Some wretched days this weekend as I recovered from an unexpected side-effect from mixing two medications. Live and learn. The tedium was brightened by good conversations with Mum and Dad, a brief one with Nate (and Joe and Daniele, of course) on Skype, as he tried to dazzle me with his knowledge of U.S. state capitals (and him not even three years old, yet: the prodigy!), and a silly but very welcome video message from Grace, Haley, and Sophia that raised my spirits.
I had a funny moment, somehow talking about the art in my living room with Mom, where I had to explain the origin of
the gag birthday present that Barnes gave me two years ago of a portrait of Diana Rigg. I had been watching a few episodes of The Avengers while recuperating, the first from 1965 to feature Rigg as Mrs. Emma Peel, and so I found myself laughing as I explained to Mom how my late-night summer discovery of reruns of The Avengers (probably my first encounter with "cult" pop culture) playing on some Rockford station, probably back in the late '70s, had made quite an impression on me: one that I had related to Barnes and the gang one night, as we somehow got on to movies, television, and first sex symbols. I speculated that my admiration for Mrs. Peel was probably a bit off the beaten path for boys of my generation, but I was rather fond of it in retrospect.
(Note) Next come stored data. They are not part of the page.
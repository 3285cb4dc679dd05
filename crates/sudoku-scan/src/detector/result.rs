//! Scan outputs.

use sudoku_scan_core::{GrayImage, OrderedQuad, PerspectiveMap};

use crate::board::Board;

use super::cells::CellGrid;

/// Everything one frame produced once a puzzle was found in it.
///
/// All of this is frame-local; nothing here survives into the next frame.
#[derive(Clone, Debug)]
pub struct PuzzleScan {
    /// Puzzle corners in frame coordinates.
    pub quad: OrderedQuad,
    /// Axis-aligned view of the puzzle, `side` x `side` pixels.
    pub rectified: GrayImage,
    pub side: usize,
    /// Frame→rectified mapping pair; the inverse is reused for reprojection.
    pub map: PerspectiveMap,
    /// The 9x9 partition of the rectified square.
    pub cells: CellGrid,
    /// The recognized givens.
    pub board: Board,
    /// How many digit readings passed the confidence gate.
    pub recognized: usize,
    /// First solution found, `None` when the givens admit none.
    pub solution: Option<Board>,
}
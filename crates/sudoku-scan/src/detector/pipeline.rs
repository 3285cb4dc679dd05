//! The per-frame scan pipeline.

use log::{debug, info, warn};
use sudoku_scan_core::{order_corners, GrayImageView};

use crate::board::{Board, SIZE};
use crate::recognize::{accept_reading, DigitRecognizer};
use crate::solver::solve;

use super::cells::{normalize_cell, CellGrid};
use super::error::ScanError;
use super::grid::find_puzzle_quad;
use super::params::ScanParams;
use super::preprocess::binarize_frame;
use super::rectify::rectify;
use super::result::PuzzleScan;

/// Single-frame Sudoku scanner.
///
/// Stateless across frames by construction: every call to [`scan`] starts
/// from the raw frame and discards everything when it returns. The
/// recognition engine is the only long-lived collaborator and is borrowed
/// per call.
///
/// [`scan`]: SudokuScanner::scan
#[derive(Clone, Debug, Default)]
pub struct SudokuScanner {
    params: ScanParams,
}

impl SudokuScanner {
    pub fn new(params: ScanParams) -> Self {
        Self { params }
    }

    #[inline]
    pub fn params(&self) -> &ScanParams {
        &self.params
    }

    /// Run the full pipeline on one intensity frame.
    ///
    /// `Ok(None)` is the expected "no puzzle in view" outcome. When a puzzle
    /// is found, the result carries the recognized board and, if the givens
    /// admit one, its first solution; a failed solve is reported inside the
    /// result, not as an error. `Err` is reserved for a degenerate
    /// perspective mapping.
    pub fn scan(
        &self,
        frame: &GrayImageView<'_>,
        engine: &mut dyn DigitRecognizer,
    ) -> Result<Option<PuzzleScan>, ScanError> {
        let mask = binarize_frame(frame, &self.params.preprocess);

        let Some(corners) = find_puzzle_quad(&mask.view(), &self.params.grid) else {
            debug!("no puzzle quadrilateral in frame");
            return Ok(None);
        };
        let quad = order_corners(&corners);

        let rectified = rectify(frame, &quad)?;
        let Some(cells) = CellGrid::new(rectified.side, rectified.side) else {
            warn!(
                "rectified puzzle too small to partition ({} px), skipping frame",
                rectified.side
            );
            return Ok(None);
        };

        let mut board = Board::new();
        let mut recognized = 0usize;
        for pos in 0..SIZE * SIZE {
            let (row, col) = (pos / SIZE, pos % SIZE);
            let cell = cells.crop_cell(&rectified.image, row, col);
            let Some(glyph) = normalize_cell(&cell.view(), &self.params.cell) else {
                continue; // blank cell
            };
            let Some(reading) = engine.recognize(&glyph.view()) else {
                continue;
            };
            if let Some(digit) = accept_reading(&reading, self.params.min_confidence) {
                board.set_given(row, col, digit);
                recognized += 1;
            } else {
                debug!(
                    "cell ({row},{col}): reading {:?} below confidence gate",
                    reading.text
                );
            }
        }
        info!("accepted {recognized} digits from recognition");

        let mut candidate = board.clone();
        let solution = solve(&mut candidate).then_some(candidate);

        Ok(Some(PuzzleScan {
            quad,
            rectified: rectified.image,
            side: rectified.side,
            map: rectified.map,
            cells,
            board,
            recognized,
            solution,
        }))
    }
}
Remembering this conversation led Barnes to purchase the portrait of Rigg for me as a gag birthday present when he spotted it at some pop memorabilia store, which I thought was hysterical.
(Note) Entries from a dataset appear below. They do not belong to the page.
//! Digit recognition capability interface and the acceptance gate.

use sudoku_scan_core::GrayImageView;

/// One reading from the recognition engine: best-guess text plus the
/// engine's mean confidence in `[0, 100]`.
#[derive(Clone, Debug)]
pub struct DigitReading {
    pub text: String,
    pub confidence: f32,
}

/// External recognition engine narrowed to the Sudoku digit vocabulary.
///
/// Implementations are expected to be configured once at construction
/// (vocabulary `1`-`9`, single-character segmentation) and then reused for
/// every cell of every frame — engine start-up is costly and is the caller's
/// concern, which is why the pipeline takes the engine by `&mut` instead of
/// owning one.
///
/// `None` means the engine produced no reading for the glyph; that is an
/// ordinary outcome, not an error.
pub trait DigitRecognizer {
    fn recognize(&mut self, glyph: &GrayImageView<'_>) -> Option<DigitReading>;
}

/// Placeholder engine for runs without OCR attached: recognizes nothing, so
/// every cell stays empty and ungiven.
#[derive(Clone, Copy, Debug, Default)]
pub struct NullRecognizer;

impl DigitRecognizer for NullRecognizer {
    fn recognize(&mut self, _glyph: &GrayImageView<'_>) -> Option<DigitReading> {
        None
    }
}

/// Gate a reading: accepted only when the confidence reaches
/// `min_confidence` and the first character is a digit in `1..=9`.
pub fn accept_reading(reading: &DigitReading, min_confidence: f32) -> Option<u8> {
    if reading.confidence < min_confidence {
        return None;
    }
    let first = reading.text.chars().next()?;
    let digit = first.to_digit(10)? as u8;
    (1..=9).contains(&digit).then_some(digit)
}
So, after that conversation, I wandered to the computer, looking on YouTube for a clip of a half-remembered scene of an Avengers episode that I saw when I was a kid, but wasn't one of the six episodes I (currently) own. Instead I found this fabulous tribute, which sort of smashingly sums up something of why Mrs. Peel was so fabulous: the debonair style of The Avengers, of course, her own mid-60s Mod-ishness, hints of the humour and intelligence of the character, and, of course (perhaps an early instance of genetic Irish appeal in me) the attraction of, and respect for, the power of a woman capable of righteous and tremendous violence.